++++ Data supplied ++++

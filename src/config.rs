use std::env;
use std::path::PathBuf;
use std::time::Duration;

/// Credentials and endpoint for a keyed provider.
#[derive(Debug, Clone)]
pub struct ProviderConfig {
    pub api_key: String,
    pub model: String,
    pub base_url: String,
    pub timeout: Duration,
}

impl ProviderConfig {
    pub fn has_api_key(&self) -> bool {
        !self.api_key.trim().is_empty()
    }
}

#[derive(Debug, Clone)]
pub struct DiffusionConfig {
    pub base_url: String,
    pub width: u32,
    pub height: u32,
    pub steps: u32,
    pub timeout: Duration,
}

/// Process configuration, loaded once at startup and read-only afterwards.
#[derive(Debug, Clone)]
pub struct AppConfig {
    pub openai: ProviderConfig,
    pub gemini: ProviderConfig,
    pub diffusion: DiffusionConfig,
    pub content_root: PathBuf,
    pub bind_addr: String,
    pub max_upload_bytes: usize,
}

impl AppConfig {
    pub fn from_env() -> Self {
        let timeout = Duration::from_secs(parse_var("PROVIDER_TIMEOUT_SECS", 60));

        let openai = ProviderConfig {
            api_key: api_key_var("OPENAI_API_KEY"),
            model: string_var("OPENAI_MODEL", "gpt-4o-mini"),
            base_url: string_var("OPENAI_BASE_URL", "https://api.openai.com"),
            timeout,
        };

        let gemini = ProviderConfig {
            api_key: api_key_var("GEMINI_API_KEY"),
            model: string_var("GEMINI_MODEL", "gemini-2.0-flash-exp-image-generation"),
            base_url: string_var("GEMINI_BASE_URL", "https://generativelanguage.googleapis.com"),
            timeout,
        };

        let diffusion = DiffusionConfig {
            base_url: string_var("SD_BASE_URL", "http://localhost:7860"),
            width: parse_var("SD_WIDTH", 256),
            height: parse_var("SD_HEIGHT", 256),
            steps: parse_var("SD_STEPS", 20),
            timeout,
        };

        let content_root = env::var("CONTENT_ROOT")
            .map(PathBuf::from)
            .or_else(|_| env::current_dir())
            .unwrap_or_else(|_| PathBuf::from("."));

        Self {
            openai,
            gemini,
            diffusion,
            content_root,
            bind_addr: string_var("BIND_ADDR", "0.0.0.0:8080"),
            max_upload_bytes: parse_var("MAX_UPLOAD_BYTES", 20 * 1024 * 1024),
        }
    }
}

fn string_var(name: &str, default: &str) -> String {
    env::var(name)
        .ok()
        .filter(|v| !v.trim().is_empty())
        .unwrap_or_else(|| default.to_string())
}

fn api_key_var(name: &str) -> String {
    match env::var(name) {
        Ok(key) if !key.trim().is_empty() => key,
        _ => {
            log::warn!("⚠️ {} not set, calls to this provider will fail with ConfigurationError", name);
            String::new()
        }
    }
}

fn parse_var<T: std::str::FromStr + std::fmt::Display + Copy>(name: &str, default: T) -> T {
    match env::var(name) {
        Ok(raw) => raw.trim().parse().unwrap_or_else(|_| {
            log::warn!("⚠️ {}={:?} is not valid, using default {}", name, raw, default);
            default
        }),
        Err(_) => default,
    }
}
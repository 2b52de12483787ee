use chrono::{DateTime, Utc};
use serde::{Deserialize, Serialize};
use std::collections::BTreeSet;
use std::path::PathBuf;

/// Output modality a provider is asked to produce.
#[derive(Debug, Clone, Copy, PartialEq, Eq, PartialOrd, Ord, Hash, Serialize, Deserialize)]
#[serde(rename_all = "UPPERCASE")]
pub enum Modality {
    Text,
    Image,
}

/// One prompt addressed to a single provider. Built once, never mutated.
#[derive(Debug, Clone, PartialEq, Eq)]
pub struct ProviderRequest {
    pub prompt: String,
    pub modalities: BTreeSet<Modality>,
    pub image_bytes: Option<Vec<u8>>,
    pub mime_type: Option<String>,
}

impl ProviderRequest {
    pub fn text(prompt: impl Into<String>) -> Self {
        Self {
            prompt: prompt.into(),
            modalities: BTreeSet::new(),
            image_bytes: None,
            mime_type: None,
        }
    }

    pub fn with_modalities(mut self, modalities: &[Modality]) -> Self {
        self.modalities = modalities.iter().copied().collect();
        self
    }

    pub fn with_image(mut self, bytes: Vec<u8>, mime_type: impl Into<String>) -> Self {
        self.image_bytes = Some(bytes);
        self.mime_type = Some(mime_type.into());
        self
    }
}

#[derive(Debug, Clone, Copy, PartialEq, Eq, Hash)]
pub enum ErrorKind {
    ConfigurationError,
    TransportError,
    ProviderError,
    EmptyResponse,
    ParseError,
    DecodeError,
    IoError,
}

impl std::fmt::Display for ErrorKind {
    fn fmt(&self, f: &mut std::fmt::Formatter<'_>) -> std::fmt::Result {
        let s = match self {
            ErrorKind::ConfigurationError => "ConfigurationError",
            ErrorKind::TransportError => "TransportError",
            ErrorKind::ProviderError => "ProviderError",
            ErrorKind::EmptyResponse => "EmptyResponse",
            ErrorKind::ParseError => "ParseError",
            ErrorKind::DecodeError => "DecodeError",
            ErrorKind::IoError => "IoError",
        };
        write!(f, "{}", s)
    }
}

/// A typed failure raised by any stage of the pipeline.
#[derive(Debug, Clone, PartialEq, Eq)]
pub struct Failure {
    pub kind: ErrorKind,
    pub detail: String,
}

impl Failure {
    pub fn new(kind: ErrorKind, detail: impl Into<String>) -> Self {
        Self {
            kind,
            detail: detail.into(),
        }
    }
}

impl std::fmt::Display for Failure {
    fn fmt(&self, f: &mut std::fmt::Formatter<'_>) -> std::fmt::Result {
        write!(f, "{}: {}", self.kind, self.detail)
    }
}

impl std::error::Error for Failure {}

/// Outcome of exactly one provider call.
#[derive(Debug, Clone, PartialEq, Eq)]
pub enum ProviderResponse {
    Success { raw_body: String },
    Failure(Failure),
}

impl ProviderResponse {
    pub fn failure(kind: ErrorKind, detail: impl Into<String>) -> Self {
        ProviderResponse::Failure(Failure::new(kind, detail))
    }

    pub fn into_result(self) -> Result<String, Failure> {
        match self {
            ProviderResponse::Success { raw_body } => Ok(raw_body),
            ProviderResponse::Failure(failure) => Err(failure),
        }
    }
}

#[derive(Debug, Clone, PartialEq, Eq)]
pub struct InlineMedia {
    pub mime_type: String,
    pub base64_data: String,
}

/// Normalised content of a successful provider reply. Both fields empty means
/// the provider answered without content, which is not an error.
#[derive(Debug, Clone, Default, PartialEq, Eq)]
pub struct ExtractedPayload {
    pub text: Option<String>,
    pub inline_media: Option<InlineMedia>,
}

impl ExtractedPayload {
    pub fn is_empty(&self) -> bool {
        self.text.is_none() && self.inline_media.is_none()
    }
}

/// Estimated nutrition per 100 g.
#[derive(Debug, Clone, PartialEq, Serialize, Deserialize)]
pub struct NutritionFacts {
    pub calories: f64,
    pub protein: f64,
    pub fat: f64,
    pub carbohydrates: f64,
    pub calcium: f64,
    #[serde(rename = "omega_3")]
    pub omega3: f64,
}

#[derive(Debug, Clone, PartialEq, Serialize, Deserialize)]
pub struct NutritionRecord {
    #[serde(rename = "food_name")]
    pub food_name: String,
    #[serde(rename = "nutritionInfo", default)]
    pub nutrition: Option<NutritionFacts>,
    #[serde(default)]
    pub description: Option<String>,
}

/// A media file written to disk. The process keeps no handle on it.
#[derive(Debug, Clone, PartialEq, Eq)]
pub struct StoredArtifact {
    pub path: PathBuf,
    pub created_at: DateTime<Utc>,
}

++++

- **Work request**
All lines of the data above that include the word "Hash" must be shown.

- **Answer box**
#[derive(Debug, Clone, Copy, PartialEq, Eq, PartialOrd, Ord, Hash, Serialize, Deserialize)]
#[derive(Debug, Clone, Copy, PartialEq, Eq, Hash)]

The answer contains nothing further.